Audiencia General del miércoles 19 de enero de 1972
Papa Beato Pablo
VI
La
Iglesia, ayer y hoy, da una importancia fundamental a la rigurosa conservación de la Revelación
auténtica, y la considera como un tesoro inviolable frente a los errores que circulan
en la cultura contemporánea.
Ella
es la custodia del “depositum fidei”
Y
a quien le solicita que vuelva su fe más fácil, más relativa a los gustos de la
cambiante mentalidad de los tiempos, responde con los Apóstoles: Non
possumus, no podemos (Hechos de los Apóstoles 4,20).
Tratad de
poner vuestra mente, vuestro espíritu, de hecho vuestra conciencia de vivir,
delante del cúmulo de las cuestiones principales, aquellas que se refieren al
origen del universo, el sentido de la vida, el ansia de conocer el destino de
la humanidad, el fenómeno religioso que pretende responder a estos problemas,
absorbiendo y superando lo que la ciencia y la filosofía nos pueden decir al
respecto; y tratad de colocar el hecho cristiano en medio y por encima de tales
interrogantes, que reconocidos en sus exigencias ilimitadas llamamos tinieblas,
pero que en el encuentro con el hecho cristiano mismo se iluminan, y dejan
entrever su misteriosa profundidad y a la vez cierta nueva maravillosa belleza,
y sentiréis resonar dentro de vosotros, como si fuesen pronunciadas en este
mismo instante, las conocidas palabras del Evangelio de Juan: «La luz brilla en
las tinieblas» (Juan 1,5); el panorama del cosmos se ha iluminado como si en la
noche hubiese salido el sol, las cosas muestran su orden encantador y todavía
explorable; y el hombre casi riendo y temblando de alegría llega a conocerse a
sí mismo, y se descubre como el viandante privilegiado que camina, mínimo y
supremo, en la escena del mundo, con la simultánea conciencia de tener derecho
y capacidad de dominarle, y de tener a la vez el deber y la posibilidad de
trascenderlo en la fascinación de una nueva relación que lo supera: el diálogo
con Dios; un diálogo que comienza así: «Padre nuestro, que estás en el cielo…».
No es un
sueño, no es una fantasía, no es una alucinación. Es simplemente el efecto
primero y normal del Evangelio, de su luz sobre la pantalla de un alma, que se
ha abierto a sus rayos. ¿Cómo se llama esta proyección de luz? Se llama la
Revelación. ¿Y cómo se llama esta apertura del alma? Se llama la fe.

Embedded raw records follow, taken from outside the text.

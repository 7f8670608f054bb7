use std::fmt;

use log::{debug, info, trace};
use strum_macros::Display;

use crate::component::{Addressable, ElapsedTime, Steppable};
use crate::cpu::catalog::Condition;
use crate::cpu::decoder::decode;
use crate::cpu::register::{Flag, Reg, RegisterFile, WReg};
use crate::error::{Error, Result};

/// T-cycles taken to push PC and jump to an interrupt vector.
const INTERRUPT_DISPATCH_CYCLES: ElapsedTime = 20;

#[derive(Debug, Clone, Copy, PartialEq, Eq, Display)]
pub enum RunState {
    Running,
    Halted,
    Stopped,
}

#[derive(Debug, Clone, PartialEq, Eq)]
pub struct Cpu {
    pub(crate) registers: RegisterFile,
    pub(crate) sp: u16,
    pub(crate) pc: u16,
    pub(crate) interrupt_enabled: bool,
    pub(crate) run_state: RunState,
}

impl Default for Cpu {
    fn default() -> Self {
        Self::new()
    }
}

impl Cpu {
    /// A core with every register cleared, running, interrupts disabled.
    pub fn new() -> Cpu {
        Cpu {
            registers: RegisterFile::default(),
            sp: 0,
            pc: 0,
            interrupt_enabled: false,
            run_state: RunState::Running,
        }
    }

    /// Initialize the CPU's registers to post-bootrom values
    pub fn emulate_bootrom(&mut self) {
        self.set_word_register(WReg::AF, 0x01B0);
        self.set_word_register(WReg::BC, 0x0013);
        self.set_word_register(WReg::DE, 0x00D8);
        self.set_word_register(WReg::HL, 0x014D);
        self.sp = 0xFFFE;
        self.pc = 0x100;
    }

    pub fn get_register(&self, reg: Reg) -> u8 {
        self.registers.read(reg)
    }

    pub fn set_register(&mut self, reg: Reg, value: u8) {
        self.registers.write(reg, value);
    }

    pub fn get_word_register(&self, word_reg: WReg) -> u16 {
        match word_reg {
            WReg::AF => self.registers.get_af(),
            WReg::BC => self.registers.get_bc(),
            WReg::DE => self.registers.get_de(),
            WReg::HL => self.registers.get_hl(),
            WReg::SP => self.sp,
            WReg::PC => self.pc,
        }
    }

    pub fn set_word_register(&mut self, word_reg: WReg, value: u16) {
        match word_reg {
            WReg::AF => self.registers.set_af(value),
            WReg::BC => self.registers.set_bc(value),
            WReg::DE => self.registers.set_de(value),
            WReg::HL => self.registers.set_hl(value),
            WReg::SP => self.sp = value,
            WReg::PC => self.pc = value,
        }
    }

    pub fn pc(&self) -> u16 {
        self.pc
    }

    pub fn sp(&self) -> u16 {
        self.sp
    }

    pub fn flag(&self, flag: Flag) -> bool {
        self.registers.flag(flag)
    }

    pub fn set_flag(&mut self, flag: Flag, value: bool) {
        let mut flags = self.registers.flags();
        match flag {
            Flag::Zero => flags.zero = value,
            Flag::Subtract => flags.subtract = value,
            Flag::HalfCarry => flags.half_carry = value,
            Flag::Carry => flags.carry = value,
        }
        self.registers.set_flags(flags);
    }

    pub fn interrupts_enabled(&self) -> bool {
        self.interrupt_enabled
    }

    pub fn set_interrupts_enabled(&mut self, enabled: bool) {
        self.interrupt_enabled = enabled;
    }

    pub fn run_state(&self) -> RunState {
        self.run_state
    }

    pub fn set_run_state(&mut self, run_state: RunState) {
        if self.run_state != run_state {
            debug!("Run state {} -> {}", self.run_state, run_state);
            self.run_state = run_state;
        }
    }

    /// Wake hook for the surrounding loop once it sees a pending interrupt.
    pub fn resume(&mut self) {
        self.set_run_state(RunState::Running);
    }

    pub(crate) fn condition_holds(&self, condition: Condition) -> bool {
        match condition {
            Condition::Zero => self.flag(Flag::Zero),
            Condition::NotZero => !self.flag(Flag::Zero),
            Condition::Carry => self.flag(Flag::Carry),
            Condition::NotCarry => !self.flag(Flag::Carry),
        }
    }

    /// Pushes a word so that its low byte ends up on top of the stack. SP only moves once
    /// both bytes are written.
    pub fn push_word(&mut self, memory: &mut dyn Addressable, value: u16) -> Result<()> {
        let [low, high] = value.to_le_bytes();
        let top = self.sp.wrapping_sub(2);
        memory.write_u8(top.wrapping_add(1).into(), high)?;
        memory.write_u8(top.into(), low)?;
        self.sp = top;
        Ok(())
    }

    pub fn pop_word(&mut self, memory: &mut dyn Addressable) -> Result<u16> {
        let low = memory.read_u8(self.sp.into())?;
        let high = memory.read_u8(self.sp.wrapping_add(1).into())?;
        self.sp = self.sp.wrapping_add(2);
        Ok(u16::from_le_bytes([low, high]))
    }

    /// Enters an interrupt routine at `vector` if interrupts are enabled. The core is woken
    /// either way.
    pub fn service_interrupt(
        &mut self,
        memory: &mut dyn Addressable,
        vector: u16,
    ) -> Result<ElapsedTime> {
        self.resume();
        if !self.interrupt_enabled {
            debug!("ignoring interrupt {:#06x}, IME not set", vector);
            return Ok(0);
        }

        info!("Handling interrupt at {:#06x}", vector);
        self.push_word(memory, self.pc)?;
        self.interrupt_enabled = false;
        self.pc = vector;
        Ok(INTERRUPT_DISPATCH_CYCLES)
    }
}

impl fmt::Display for Cpu {
    fn fmt(&self, f: &mut fmt::Formatter<'_>) -> fmt::Result {
        write!(
            f,
            "AF: {:#06x} BC: {:#06x} DE: {:#06x} HL: {:#06x} SP: {:#06x} PC: {:#06x}",
            self.registers.get_af(),
            self.registers.get_bc(),
            self.registers.get_de(),
            self.registers.get_hl(),
            self.sp,
            self.pc
        )
    }
}

impl Steppable for Cpu {
    type Context = dyn Addressable;

    fn step(&mut self, memory: &mut Self::Context) -> Result<ElapsedTime> {
        if self.run_state != RunState::Running {
            return Err(Error::InvalidRunState(self.run_state));
        }

        let instruction = decode(memory, self.pc)?;
        trace!("{:#06x}: {}", instruction.address(), instruction);

        let elapsed = self.execute(memory, &instruction)?;
        trace!("{}", self);

        Ok(elapsed)
    }
}

#[cfg(test)]
mod tests {
    use super::*;
    use crate::memory::MemoryBus;

    #[test]
    fn test_bootrom_state() {
        let mut cpu = Cpu::new();
        cpu.emulate_bootrom();
        assert_eq!(0x01B0, cpu.get_word_register(WReg::AF));
        assert_eq!(0x0013, cpu.get_word_register(WReg::BC));
        assert_eq!(0x00D8, cpu.get_word_register(WReg::DE));
        assert_eq!(0x014D, cpu.get_word_register(WReg::HL));
        assert_eq!(0xFFFE, cpu.sp());
        assert_eq!(0x0100, cpu.pc());
        assert!(cpu.flag(Flag::Zero));
        assert!(!cpu.flag(Flag::Subtract));
    }

    #[test]
    fn test_stack_is_little_endian() {
        let mut memory = MemoryBus::new();
        let mut cpu = Cpu::new();
        cpu.sp = 0xFFFE;
        cpu.push_word(&mut memory, 0x1234).unwrap();
        assert_eq!(0xFFFC, cpu.sp());
        assert_eq!(0x34, memory.data[0xFFFC]);
        assert_eq!(0x12, memory.data[0xFFFD]);
        assert_eq!(0x1234, cpu.pop_word(&mut memory).unwrap());
        assert_eq!(0xFFFE, cpu.sp());
    }

    #[test]
    fn test_service_interrupt() {
        let mut memory = MemoryBus::new();
        let mut cpu = Cpu::new();
        cpu.sp = 0xFFFE;
        cpu.pc = 0x0150;
        cpu.set_run_state(RunState::Halted);

        assert_eq!(0, cpu.service_interrupt(&mut memory, 0x40).unwrap());
        assert_eq!(RunState::Running, cpu.run_state());
        assert_eq!(0x0150, cpu.pc());

        cpu.set_interrupts_enabled(true);
        assert_eq!(20, cpu.service_interrupt(&mut memory, 0x40).unwrap());
        assert_eq!(0x0040, cpu.pc());
        assert!(!cpu.interrupts_enabled());
        assert_eq!(0x0150, cpu.pop_word(&mut memory).unwrap());
    }

    #[test]
    fn test_set_flag_keeps_others() {
        let mut cpu = Cpu::new();
        cpu.set_flag(Flag::Carry, true);
        cpu.set_flag(Flag::Zero, true);
        cpu.set_flag(Flag::Carry, false);
        assert_eq!(0x80, cpu.get_register(Reg::F));
    }
}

Cosas estupendas, que recogemos en aquel libro sublime de teología y de mística que se llama el Catecismo, es decir el libro religioso de las verdades fundamentales. Pero esta introducción quiere hoy referirse a cuanto escuchamos sobre una cuestión sucesiva, que Nos consideramos de máxima importancia con respecto a la condición ideológica en que hoy se encuentra el hombre pensante religiosamente; a saber: el contacto con Dios, resultante del Evangelio, ¿es un momento inscrito en una natural evolución del espíritu humano, la cual todavía continúa mutando y superándose, o bien es un momento único y definitivo, del cual debemos nutrirnos sin fin, pero siempre reconociendo inalterable el contenido esencial?
La respuesta
es clara: ese momento es único y definitivo. O sea, la Revelación está inserta
en el tiempo, en la historia, en una fecha precisa, en un acontecimiento
determinado, que con la muerte de los Apóstoles se debe considerar concluido y
para nosotros completo (Cfr. Denzinger-Schönmetzer, 3421). La Revelación es un
hecho, un acontecimiento, y al mismo tiempo un misterio, que no nace del
espíritu humano, sino que viene de una iniciativa divina, que ha tenido muchas
manifestaciones progresivas, distribuidas en una larga historia, el Antiguo Testamento;
y ha culminado en Jesucristo (Cfr. Hebreos 1,1; 1 Juan 1,2-3; Concilio Vaticano
II, Constitución Dogmática Dei Verbum, 1). La Palabra de Dios es así
finalmente para nosotros el Verbo Encarnado, el Cristo histórico y luego
viviente en la comunidad unida a Él mediante la fe y el Espíritu Santo, en la
Iglesia, es decir su Cuerpo místico.
Así es,
hijos queridísimos; y afirmando esto, nuestra doctrina se separa de los errores
que han circulado y todavía afloran en la cultura de nuestro tiempo, y que podrían
arruinar totalmente nuestra concepción cristiana de la vida y de la historia.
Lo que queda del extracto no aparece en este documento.